The content of this article was relevant at the time of publishing. Circumstances change continuously and caution should therefore be exercised when relying upon any content contained within this article.

You’re reading a free article with opinions that may differ from The Motley Fool’s Premium Investing Services. Become a Motley Fool member today to get instant access to our top analyst recommendations, in-depth research, investing resources, and more. Learn More.

Jumbo jet preparing to take off on a runway at sunset

Image source: Getty Images

At first glance, the valuation of International Consolidated Airlines (LSE: IAG) looks modest and the shares appear cheap.

With the stock near 158p, the forward-looking earnings multiple is just below six for 2024.

City analysts expect a three-digit percentage resurgence in earnings this year followed by a further increase of more than 30% next year.

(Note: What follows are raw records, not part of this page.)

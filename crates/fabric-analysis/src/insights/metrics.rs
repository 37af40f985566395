//! Per-category magnitude metrics for ranking offenders. Larger is worse.

use fabric_core::types::Row;

use crate::resolver::resolve_number;
use crate::rules::catalog::{link, physical, platform, traffic};

/// Floor for rows with no measurable error rate.
const NO_BER: f64 = -100.0;

pub fn cable_temperature(row: &Row) -> f64 {
    resolve_number(row, physical::CABLE_TEMPERATURE)
}

/// RPM short of the minimum; a stopped fan without a minimum still ranks
/// above a spinning one.
pub fn fan_deficit(row: &Row) -> f64 {
    resolve_number(row, physical::FAN_MIN_SPEED) - resolve_number(row, physical::FAN_SPEED)
}

pub fn sensor_temperature(row: &Row) -> f64 {
    resolve_number(row, physical::SENSOR_VALUE)
}

/// Load as a percentage of capacity.
pub fn power_utilization(row: &Row) -> f64 {
    let capacity = resolve_number(row, physical::PSU_CAPACITY);
    if capacity <= 0.0 {
        return 0.0;
    }
    resolve_number(row, physical::PSU_POWER) / capacity * 100.0
}

/// log10 of the worst post-FEC error rate.
pub fn ber_magnitude(row: &Row) -> f64 {
    let worst = link::POST_FEC_BERS
        .iter()
        .map(|aliases| resolve_number(row, aliases))
        .fold(0.0_f64, f64::max);
    if worst > 0.0 {
        worst.log10()
    } else {
        NO_BER
    }
}

/// Link drops weigh more than recoveries.
pub fn link_instability(row: &Row) -> f64 {
    resolve_number(row, link::LINK_DOWNED) * 10.0 + resolve_number(row, link::LINK_RECOVERY)
}

pub fn counter_errors(row: &Row) -> f64 {
    link::ERROR_COUNTERS
        .iter()
        .map(|aliases| resolve_number(row, aliases))
        .sum()
}

pub fn pci_errors(row: &Row) -> f64 {
    resolve_number(row, link::PCI_UNCORRECTABLE) * 1000.0
        + resolve_number(row, link::PCI_CORRECTABLE)
}

/// The larger of wait ratio and congestion percentage.
pub fn congestion_ratio(row: &Row) -> f64 {
    traffic::CONGESTION_RATIOS
        .iter()
        .map(|aliases| resolve_number(row, aliases))
        .fold(0.0_f64, f64::max)
}

pub fn qos_stalls(row: &Row) -> f64 {
    resolve_number(row, traffic::VL_STALL)
}

pub fn routing_problems(row: &Row) -> f64 {
    [traffic::UNREACHABLE, traffic::MISSING_ROUTES, traffic::CREDIT_LOOPS]
        .iter()
        .map(|aliases| resolve_number(row, aliases))
        .sum()
}

pub fn security_violations(row: &Row) -> f64 {
    resolve_number(row, platform::PKEY_VIOLATIONS)
}
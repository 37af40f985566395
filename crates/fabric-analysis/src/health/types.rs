//! Health report types.

use std::collections::BTreeMap;
use std::fmt;

use fabric_core::types::{Severity, SeverityCounts};
use serde::Serialize;

use super::grade::Grade;
use crate::knowledge::KbEntry;

/// Overall verdict band derived from the score.
#[derive(Debug, Clone, Copy, PartialEq, Eq, PartialOrd, Ord, Hash, Serialize)]
#[serde(rename_all = "lowercase")]
pub enum HealthStatus {
    Healthy,
    Warning,
    Critical,
}

impl HealthStatus {
    pub fn as_str(&self) -> &'static str {
        match self {
            Self::Healthy => "healthy",
            Self::Warning => "warning",
            Self::Critical => "critical",
        }
    }
}

impl fmt::Display for HealthStatus {
    fn fmt(&self, f: &mut fmt::Formatter<'_>) -> fmt::Result {
        f.write_str(self.as_str())
    }
}

/// Flagged counts across the whole snapshot.
#[derive(Debug, Clone, Copy, PartialEq, Eq, Default, Serialize)]
pub struct Totals {
    pub critical: u64,
    pub warning: u64,
    pub info: u64,
}

impl From<SeverityCounts> for Totals {
    fn from(counts: SeverityCounts) -> Self {
        Self {
            critical: counts.critical,
            warning: counts.warning,
            info: counts.info,
        }
    }
}

/// Knowledge attached to an issue.
#[derive(Debug, Clone, Copy, PartialEq, Default, Serialize)]
pub struct IssueDetails {
    pub kb: Option<&'static KbEntry>,
}

/// One flagged finding, from a row or a summary field.
#[derive(Debug, Clone, PartialEq, Serialize)]
pub struct IssueEntry {
    /// Check id the issue came from.
    pub category: &'static str,
    pub severity: Severity,
    pub description: String,
    pub node_guid: Option<String>,
    pub node_name: Option<String>,
    pub port_number: Option<String>,
    pub issue_type: Option<&'static str>,
    pub details: IssueDetails,
}

/// Score and status of one group.
#[derive(Debug, Clone, PartialEq, Serialize)]
pub struct GroupHealth {
    pub id: &'static str,
    pub label: &'static str,
    /// Worst status among member checks.
    pub status: Severity,
    pub score: u32,
    pub counts: SeverityCounts,
    pub checks: Vec<&'static str>,
}

/// Cross-category verdict for one snapshot.
#[derive(Debug, Clone, PartialEq, Serialize)]
pub struct HealthScoreReport {
    /// 0-100, higher is healthier.
    pub score: u32,
    pub grade: Grade,
    pub status: HealthStatus,
    pub totals: Totals,
    /// Group id → group score.
    pub category_scores: BTreeMap<&'static str, u32>,
    pub groups: Vec<GroupHealth>,
    /// Critical first, then warning, then info; discovery order within a tier.
    pub issues: Vec<IssueEntry>,
}

impl HealthScoreReport {
    pub fn is_healthy(&self) -> bool {
        self.status == HealthStatus::Healthy
    }

    pub fn issues_with(&self, severity: Severity) -> impl Iterator<Item = &IssueEntry> + '_ {
        self.issues.iter().filter(move |i| i.severity == severity)
    }
}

But such estimates are not nailed-on certainties. And it’s possible for the airline company’s earnings to miss expectations. Indeed, the industry is particularly vulnerable to economic shocks.

We saw the weaknesses of the business exposed during the pandemic. And going forward the enterprise is sensitive to varying consumer demand and volatile fuel prices among other things.

One of the consequences of the difficulties caused by the pandemic was that IAG took on more debt. And it also diluted existing shareholders with an almost €3bn capital raising event. 

Back to profits

But despite the financial trauma, at least the business survived. However, I’d argue that the valuation is not as cheap as it seems right now because of the big pile of debt on the balance sheet.

Nevertheless, it’s encouraging that passenger demand has returned to the business. In May’s first-quarter results report, the firm said it scored a profit “for the first time since the first quarter of 2019”.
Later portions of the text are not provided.